Find every line below where the word "goal" occurs. Then say how many there are, giving only the number.

• Data supplied
::::::

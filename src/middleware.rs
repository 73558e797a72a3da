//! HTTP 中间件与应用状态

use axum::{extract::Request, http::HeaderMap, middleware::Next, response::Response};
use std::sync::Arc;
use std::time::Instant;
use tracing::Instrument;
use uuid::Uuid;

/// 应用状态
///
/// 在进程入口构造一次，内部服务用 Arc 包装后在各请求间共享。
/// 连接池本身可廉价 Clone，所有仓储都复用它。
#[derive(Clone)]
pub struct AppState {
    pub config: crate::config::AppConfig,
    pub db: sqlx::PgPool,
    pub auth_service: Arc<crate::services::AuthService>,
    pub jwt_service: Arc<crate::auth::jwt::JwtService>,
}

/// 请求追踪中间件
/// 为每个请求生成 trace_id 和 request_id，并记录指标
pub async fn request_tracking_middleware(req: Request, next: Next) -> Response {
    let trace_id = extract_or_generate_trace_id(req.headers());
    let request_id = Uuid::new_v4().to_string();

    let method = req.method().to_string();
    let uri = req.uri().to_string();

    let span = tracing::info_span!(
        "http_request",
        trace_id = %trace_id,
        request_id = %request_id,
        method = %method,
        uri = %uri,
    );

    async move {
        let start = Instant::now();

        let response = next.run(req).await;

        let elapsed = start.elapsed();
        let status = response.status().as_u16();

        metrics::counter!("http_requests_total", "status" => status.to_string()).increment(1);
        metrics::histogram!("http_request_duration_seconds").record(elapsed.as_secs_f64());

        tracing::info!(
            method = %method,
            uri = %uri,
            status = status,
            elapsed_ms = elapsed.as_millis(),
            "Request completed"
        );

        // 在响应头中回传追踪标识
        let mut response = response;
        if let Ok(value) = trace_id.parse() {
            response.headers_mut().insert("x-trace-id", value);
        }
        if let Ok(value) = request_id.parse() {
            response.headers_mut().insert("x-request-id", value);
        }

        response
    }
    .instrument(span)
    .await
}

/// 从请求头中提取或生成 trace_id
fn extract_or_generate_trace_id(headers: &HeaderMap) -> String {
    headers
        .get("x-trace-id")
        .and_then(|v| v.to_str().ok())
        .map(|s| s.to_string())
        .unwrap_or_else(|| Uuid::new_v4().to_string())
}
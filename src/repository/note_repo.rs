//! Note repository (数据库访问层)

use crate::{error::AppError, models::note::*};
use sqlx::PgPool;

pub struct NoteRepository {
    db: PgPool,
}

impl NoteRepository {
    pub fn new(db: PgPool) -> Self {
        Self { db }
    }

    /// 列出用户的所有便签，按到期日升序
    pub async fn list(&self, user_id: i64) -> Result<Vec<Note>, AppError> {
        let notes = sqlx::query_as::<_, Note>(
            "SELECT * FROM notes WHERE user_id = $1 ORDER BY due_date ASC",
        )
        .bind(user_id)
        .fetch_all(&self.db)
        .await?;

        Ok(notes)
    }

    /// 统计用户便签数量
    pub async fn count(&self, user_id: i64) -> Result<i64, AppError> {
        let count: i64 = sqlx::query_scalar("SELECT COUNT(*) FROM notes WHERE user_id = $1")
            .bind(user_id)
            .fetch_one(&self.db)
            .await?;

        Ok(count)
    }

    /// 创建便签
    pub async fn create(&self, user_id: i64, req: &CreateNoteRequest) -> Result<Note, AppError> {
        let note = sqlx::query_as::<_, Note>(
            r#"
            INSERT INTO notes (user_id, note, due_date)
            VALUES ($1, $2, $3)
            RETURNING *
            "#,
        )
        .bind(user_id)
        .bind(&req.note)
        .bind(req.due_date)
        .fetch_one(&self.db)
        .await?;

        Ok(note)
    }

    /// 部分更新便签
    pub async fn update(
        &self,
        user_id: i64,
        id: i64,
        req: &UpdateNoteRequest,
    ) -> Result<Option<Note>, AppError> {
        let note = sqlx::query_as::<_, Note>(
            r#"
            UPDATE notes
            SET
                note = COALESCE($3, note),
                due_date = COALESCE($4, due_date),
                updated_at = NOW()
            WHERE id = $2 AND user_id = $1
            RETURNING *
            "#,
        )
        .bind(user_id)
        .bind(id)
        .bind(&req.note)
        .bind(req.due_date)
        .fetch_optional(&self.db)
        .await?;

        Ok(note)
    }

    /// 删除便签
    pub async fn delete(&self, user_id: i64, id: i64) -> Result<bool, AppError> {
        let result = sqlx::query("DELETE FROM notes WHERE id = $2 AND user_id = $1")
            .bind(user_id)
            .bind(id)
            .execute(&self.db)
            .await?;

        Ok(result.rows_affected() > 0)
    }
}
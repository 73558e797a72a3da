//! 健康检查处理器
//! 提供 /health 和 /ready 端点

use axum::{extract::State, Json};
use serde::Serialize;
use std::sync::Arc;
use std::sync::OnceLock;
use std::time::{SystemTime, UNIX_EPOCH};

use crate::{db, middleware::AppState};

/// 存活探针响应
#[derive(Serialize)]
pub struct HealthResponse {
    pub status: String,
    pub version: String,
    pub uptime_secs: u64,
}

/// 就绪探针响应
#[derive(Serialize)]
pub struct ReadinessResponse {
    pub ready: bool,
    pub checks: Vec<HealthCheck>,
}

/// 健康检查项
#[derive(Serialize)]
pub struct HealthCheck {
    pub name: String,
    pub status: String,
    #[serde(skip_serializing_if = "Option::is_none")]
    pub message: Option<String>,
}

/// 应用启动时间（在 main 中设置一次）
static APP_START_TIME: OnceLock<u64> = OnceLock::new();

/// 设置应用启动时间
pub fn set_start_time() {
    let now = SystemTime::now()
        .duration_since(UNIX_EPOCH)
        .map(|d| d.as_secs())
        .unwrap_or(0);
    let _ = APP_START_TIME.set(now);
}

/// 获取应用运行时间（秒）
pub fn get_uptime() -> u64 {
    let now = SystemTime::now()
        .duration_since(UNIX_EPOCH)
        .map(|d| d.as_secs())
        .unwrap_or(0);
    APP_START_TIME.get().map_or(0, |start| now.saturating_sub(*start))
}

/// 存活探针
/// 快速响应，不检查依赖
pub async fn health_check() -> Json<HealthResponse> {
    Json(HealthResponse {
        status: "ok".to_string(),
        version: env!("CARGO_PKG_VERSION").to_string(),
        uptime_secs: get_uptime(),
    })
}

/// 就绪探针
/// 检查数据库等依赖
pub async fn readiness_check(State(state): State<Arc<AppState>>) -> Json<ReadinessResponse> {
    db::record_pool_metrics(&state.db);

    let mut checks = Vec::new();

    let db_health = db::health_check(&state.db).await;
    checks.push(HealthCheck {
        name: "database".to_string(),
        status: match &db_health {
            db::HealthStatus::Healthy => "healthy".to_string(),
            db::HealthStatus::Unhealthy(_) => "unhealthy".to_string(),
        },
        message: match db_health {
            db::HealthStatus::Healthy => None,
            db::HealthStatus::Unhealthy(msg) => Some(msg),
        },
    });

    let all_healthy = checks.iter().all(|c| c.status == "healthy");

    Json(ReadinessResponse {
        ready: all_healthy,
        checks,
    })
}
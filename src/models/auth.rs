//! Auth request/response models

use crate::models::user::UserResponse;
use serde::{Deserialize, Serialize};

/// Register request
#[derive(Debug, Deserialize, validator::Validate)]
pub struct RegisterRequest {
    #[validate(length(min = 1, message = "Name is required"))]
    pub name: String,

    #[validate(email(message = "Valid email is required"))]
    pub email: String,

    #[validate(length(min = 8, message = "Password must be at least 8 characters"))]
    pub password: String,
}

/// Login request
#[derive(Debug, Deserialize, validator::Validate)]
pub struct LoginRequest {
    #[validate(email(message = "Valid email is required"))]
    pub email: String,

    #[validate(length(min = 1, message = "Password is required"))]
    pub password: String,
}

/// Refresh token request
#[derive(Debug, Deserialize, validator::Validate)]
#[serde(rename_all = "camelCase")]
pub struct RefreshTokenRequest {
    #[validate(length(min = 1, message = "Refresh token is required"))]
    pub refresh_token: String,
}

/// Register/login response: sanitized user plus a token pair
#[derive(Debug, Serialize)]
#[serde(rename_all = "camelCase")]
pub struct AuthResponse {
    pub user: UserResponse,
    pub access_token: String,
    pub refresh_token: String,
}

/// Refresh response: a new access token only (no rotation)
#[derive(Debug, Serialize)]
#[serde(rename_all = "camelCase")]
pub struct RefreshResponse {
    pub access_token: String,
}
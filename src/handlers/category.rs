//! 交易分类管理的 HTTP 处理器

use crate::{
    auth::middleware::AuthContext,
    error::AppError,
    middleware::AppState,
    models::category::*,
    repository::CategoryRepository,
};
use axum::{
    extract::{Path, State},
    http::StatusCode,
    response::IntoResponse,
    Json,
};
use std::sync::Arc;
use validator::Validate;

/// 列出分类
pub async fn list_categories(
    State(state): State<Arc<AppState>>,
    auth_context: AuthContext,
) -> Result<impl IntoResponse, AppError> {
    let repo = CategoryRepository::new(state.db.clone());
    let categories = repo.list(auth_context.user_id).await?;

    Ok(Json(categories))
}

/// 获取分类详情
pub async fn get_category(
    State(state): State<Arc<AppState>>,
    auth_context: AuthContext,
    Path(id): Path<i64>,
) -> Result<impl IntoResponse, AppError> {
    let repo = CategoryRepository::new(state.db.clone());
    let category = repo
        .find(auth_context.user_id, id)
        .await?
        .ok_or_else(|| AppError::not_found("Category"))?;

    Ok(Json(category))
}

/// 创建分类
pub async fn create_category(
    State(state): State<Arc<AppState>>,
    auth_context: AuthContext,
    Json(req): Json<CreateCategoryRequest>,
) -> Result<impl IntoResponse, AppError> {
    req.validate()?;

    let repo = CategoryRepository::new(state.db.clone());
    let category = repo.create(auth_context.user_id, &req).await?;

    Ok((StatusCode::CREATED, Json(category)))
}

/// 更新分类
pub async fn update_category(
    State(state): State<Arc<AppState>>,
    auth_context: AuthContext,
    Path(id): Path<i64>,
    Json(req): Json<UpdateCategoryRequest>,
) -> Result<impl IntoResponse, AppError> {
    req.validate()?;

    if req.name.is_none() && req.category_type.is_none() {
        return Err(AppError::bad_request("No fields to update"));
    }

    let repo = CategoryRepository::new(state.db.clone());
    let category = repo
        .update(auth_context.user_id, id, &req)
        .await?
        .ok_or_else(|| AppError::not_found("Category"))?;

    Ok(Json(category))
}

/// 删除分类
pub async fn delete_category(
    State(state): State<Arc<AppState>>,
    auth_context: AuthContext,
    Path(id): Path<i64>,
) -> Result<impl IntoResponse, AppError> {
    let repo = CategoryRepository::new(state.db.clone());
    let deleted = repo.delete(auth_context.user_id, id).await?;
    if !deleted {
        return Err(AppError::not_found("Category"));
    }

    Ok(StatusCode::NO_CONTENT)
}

::::::

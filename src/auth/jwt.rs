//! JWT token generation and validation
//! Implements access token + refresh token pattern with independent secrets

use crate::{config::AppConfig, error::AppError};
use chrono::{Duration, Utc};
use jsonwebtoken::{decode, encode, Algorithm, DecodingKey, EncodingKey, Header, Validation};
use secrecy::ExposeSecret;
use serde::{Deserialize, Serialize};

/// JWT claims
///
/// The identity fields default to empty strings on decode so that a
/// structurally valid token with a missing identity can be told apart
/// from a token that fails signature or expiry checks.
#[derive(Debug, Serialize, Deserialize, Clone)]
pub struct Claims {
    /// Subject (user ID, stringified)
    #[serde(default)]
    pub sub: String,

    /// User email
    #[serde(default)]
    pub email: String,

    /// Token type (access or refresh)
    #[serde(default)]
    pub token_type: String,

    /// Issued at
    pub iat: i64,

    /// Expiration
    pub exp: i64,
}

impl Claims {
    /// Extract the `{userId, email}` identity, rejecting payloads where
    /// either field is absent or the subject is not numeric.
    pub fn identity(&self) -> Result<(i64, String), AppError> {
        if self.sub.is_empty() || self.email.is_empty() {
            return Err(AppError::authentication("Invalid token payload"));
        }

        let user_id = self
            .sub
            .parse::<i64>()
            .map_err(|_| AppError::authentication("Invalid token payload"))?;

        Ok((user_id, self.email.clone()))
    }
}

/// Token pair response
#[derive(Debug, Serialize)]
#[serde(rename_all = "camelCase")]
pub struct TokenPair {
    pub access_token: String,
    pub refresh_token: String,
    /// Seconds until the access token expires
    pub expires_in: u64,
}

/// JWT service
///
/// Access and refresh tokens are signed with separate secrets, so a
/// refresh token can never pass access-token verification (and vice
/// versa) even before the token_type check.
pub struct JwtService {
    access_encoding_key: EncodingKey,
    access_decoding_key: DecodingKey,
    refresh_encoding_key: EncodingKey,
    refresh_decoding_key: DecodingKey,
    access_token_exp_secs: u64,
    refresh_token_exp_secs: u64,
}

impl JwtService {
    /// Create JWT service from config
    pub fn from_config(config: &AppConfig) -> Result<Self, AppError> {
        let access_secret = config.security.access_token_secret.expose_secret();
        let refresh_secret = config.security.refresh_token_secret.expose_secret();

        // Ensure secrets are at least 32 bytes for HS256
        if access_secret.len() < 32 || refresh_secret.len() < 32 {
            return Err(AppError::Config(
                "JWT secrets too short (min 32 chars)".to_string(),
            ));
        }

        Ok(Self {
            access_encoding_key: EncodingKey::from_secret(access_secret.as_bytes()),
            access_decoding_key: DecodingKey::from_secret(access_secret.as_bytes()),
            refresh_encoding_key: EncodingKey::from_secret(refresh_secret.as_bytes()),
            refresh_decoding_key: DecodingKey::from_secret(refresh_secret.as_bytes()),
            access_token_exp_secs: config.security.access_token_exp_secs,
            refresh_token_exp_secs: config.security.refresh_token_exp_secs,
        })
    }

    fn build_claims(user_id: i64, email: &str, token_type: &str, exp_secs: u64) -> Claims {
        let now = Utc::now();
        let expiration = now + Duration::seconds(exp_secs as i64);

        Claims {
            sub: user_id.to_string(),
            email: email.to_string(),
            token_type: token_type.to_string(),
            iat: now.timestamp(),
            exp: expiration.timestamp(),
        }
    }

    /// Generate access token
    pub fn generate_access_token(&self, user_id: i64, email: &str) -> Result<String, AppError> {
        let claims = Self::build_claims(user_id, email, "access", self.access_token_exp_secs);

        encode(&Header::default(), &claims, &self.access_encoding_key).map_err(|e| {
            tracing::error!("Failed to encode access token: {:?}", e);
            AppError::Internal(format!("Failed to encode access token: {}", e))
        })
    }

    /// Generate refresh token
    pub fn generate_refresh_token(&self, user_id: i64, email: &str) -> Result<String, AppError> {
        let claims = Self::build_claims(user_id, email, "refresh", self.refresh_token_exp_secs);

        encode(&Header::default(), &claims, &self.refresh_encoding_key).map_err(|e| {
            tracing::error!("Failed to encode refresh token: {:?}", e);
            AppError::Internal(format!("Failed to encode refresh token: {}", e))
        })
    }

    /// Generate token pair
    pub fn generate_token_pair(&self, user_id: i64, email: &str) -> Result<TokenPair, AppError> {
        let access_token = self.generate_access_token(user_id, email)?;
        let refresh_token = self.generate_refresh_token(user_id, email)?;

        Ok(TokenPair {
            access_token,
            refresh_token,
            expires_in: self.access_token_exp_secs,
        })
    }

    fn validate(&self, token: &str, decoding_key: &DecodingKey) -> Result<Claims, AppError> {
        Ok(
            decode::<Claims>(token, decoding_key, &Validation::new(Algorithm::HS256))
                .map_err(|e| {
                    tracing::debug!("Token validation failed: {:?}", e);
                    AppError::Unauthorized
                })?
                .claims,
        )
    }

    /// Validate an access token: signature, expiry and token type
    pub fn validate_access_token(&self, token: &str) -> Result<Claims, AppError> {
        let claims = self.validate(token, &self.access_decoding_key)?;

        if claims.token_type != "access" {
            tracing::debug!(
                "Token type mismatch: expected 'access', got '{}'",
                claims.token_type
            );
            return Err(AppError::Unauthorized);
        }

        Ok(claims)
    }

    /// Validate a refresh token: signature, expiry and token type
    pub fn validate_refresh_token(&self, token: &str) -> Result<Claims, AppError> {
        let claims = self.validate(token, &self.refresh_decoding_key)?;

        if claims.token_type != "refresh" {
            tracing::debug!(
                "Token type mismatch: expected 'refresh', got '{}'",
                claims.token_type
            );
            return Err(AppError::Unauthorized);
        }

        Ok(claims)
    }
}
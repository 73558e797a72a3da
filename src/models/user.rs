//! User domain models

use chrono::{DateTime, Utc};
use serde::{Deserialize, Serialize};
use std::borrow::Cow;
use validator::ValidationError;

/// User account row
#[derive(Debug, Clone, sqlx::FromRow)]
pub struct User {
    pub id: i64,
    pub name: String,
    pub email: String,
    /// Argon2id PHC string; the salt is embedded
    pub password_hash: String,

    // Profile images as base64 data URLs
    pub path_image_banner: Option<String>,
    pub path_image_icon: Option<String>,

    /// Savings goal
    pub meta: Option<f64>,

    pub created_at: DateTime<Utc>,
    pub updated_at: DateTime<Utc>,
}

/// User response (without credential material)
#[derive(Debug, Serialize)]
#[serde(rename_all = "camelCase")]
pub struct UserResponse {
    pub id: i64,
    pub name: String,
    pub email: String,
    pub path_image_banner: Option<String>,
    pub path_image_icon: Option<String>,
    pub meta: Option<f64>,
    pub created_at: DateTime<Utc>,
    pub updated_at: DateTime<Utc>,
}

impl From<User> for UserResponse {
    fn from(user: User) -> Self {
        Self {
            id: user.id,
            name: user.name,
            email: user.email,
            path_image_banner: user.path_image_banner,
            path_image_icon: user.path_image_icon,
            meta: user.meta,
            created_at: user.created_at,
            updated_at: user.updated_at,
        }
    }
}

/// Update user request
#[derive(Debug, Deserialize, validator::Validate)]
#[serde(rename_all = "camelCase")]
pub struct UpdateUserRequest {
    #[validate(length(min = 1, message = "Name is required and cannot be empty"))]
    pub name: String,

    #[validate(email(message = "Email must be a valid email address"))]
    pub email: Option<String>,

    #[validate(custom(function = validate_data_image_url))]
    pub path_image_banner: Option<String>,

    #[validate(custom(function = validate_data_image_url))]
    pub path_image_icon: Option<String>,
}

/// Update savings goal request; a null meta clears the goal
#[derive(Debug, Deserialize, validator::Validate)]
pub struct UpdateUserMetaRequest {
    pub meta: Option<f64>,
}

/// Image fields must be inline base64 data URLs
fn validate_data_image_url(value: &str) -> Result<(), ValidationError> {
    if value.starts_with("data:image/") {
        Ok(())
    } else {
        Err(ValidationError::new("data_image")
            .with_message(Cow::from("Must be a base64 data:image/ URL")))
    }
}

::::::

• Reply to the exercise
2